▶ _WHAT YOU HAVE TO DO_: Report every line of the records beneath this task that holds the string "long".

▶ _THE DATA_:
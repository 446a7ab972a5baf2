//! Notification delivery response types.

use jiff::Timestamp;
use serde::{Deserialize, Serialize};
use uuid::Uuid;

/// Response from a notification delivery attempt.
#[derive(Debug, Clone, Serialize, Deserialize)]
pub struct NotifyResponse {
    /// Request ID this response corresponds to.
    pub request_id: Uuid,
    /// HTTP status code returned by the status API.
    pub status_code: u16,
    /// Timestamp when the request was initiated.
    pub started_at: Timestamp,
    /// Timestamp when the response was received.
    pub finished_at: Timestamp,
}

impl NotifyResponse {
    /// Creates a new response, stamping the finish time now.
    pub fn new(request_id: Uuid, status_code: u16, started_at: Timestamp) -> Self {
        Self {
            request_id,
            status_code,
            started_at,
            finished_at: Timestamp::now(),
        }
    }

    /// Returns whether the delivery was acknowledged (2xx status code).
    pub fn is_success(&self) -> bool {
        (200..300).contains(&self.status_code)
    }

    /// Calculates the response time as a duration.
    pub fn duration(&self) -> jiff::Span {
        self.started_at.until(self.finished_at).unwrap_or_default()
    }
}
==
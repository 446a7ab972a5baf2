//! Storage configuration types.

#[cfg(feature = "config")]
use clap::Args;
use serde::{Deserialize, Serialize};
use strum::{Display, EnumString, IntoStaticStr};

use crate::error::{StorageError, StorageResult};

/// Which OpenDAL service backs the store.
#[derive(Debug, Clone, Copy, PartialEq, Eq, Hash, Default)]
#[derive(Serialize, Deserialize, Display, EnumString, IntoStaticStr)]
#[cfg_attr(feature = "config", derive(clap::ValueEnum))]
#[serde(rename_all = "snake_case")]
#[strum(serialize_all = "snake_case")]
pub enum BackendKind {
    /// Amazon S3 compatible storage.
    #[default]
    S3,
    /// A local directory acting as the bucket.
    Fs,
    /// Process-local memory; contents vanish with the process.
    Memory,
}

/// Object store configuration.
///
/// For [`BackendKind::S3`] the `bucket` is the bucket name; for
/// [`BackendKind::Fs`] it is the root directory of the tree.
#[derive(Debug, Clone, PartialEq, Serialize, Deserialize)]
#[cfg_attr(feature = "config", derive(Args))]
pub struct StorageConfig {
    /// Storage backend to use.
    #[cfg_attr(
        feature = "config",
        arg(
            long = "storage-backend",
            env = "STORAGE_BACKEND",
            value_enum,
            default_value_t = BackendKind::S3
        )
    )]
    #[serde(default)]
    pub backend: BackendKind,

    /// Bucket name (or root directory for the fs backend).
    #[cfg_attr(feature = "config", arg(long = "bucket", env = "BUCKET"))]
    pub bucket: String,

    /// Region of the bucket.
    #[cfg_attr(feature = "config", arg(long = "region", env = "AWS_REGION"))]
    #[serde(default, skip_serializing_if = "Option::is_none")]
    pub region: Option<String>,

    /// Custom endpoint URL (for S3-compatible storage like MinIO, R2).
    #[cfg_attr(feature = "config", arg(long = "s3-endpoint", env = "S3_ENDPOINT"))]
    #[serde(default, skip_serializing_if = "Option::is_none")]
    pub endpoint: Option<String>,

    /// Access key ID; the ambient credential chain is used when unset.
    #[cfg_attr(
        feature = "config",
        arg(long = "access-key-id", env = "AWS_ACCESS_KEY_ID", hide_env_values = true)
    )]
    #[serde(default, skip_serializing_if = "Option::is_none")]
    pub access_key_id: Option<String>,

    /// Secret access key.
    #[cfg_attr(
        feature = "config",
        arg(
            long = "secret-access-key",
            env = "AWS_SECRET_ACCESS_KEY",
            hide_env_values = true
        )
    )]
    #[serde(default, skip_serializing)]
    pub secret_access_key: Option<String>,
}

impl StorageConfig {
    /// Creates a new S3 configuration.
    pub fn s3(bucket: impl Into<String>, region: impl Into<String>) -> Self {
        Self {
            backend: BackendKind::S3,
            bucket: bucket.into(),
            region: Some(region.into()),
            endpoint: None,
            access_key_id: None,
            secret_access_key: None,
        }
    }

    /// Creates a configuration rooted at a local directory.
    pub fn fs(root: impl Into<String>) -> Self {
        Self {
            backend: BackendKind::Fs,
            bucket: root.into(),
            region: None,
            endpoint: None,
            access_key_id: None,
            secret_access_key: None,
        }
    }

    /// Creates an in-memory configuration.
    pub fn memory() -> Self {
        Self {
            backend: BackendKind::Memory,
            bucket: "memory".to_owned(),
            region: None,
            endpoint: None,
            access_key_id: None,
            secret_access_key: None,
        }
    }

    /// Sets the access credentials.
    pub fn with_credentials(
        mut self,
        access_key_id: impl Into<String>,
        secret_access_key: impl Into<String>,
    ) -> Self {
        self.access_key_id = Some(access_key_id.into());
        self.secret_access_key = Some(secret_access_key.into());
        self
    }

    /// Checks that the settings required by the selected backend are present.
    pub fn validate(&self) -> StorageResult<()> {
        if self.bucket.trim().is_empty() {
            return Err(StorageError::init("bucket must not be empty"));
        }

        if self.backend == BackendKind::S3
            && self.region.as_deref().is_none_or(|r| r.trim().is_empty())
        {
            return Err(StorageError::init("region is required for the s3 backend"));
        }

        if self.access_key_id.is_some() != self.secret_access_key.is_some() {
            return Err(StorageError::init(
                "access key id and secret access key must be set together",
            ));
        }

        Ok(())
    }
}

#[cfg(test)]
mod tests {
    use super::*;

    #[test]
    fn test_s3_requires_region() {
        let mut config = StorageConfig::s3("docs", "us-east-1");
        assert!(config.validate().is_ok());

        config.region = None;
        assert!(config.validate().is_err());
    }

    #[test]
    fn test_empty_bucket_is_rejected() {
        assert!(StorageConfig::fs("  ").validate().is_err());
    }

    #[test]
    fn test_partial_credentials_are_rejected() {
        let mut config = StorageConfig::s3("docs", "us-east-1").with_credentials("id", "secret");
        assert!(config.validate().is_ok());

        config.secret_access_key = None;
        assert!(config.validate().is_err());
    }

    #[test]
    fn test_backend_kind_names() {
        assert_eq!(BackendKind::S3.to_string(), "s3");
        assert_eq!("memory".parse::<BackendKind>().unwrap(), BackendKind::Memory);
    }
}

▶ _WRITTEN RESPONSE_:
            long = "storage-backend",
    #[cfg_attr(feature = "config", arg(long = "bucket", env = "BUCKET"))]
    #[cfg_attr(feature = "config", arg(long = "region", env = "AWS_REGION"))]
    #[cfg_attr(feature = "config", arg(long = "s3-endpoint", env = "S3_ENDPOINT"))]
        arg(long = "access-key-id", env = "AWS_ACCESS_KEY_ID", hide_env_values = true)
            long = "secret-access-key",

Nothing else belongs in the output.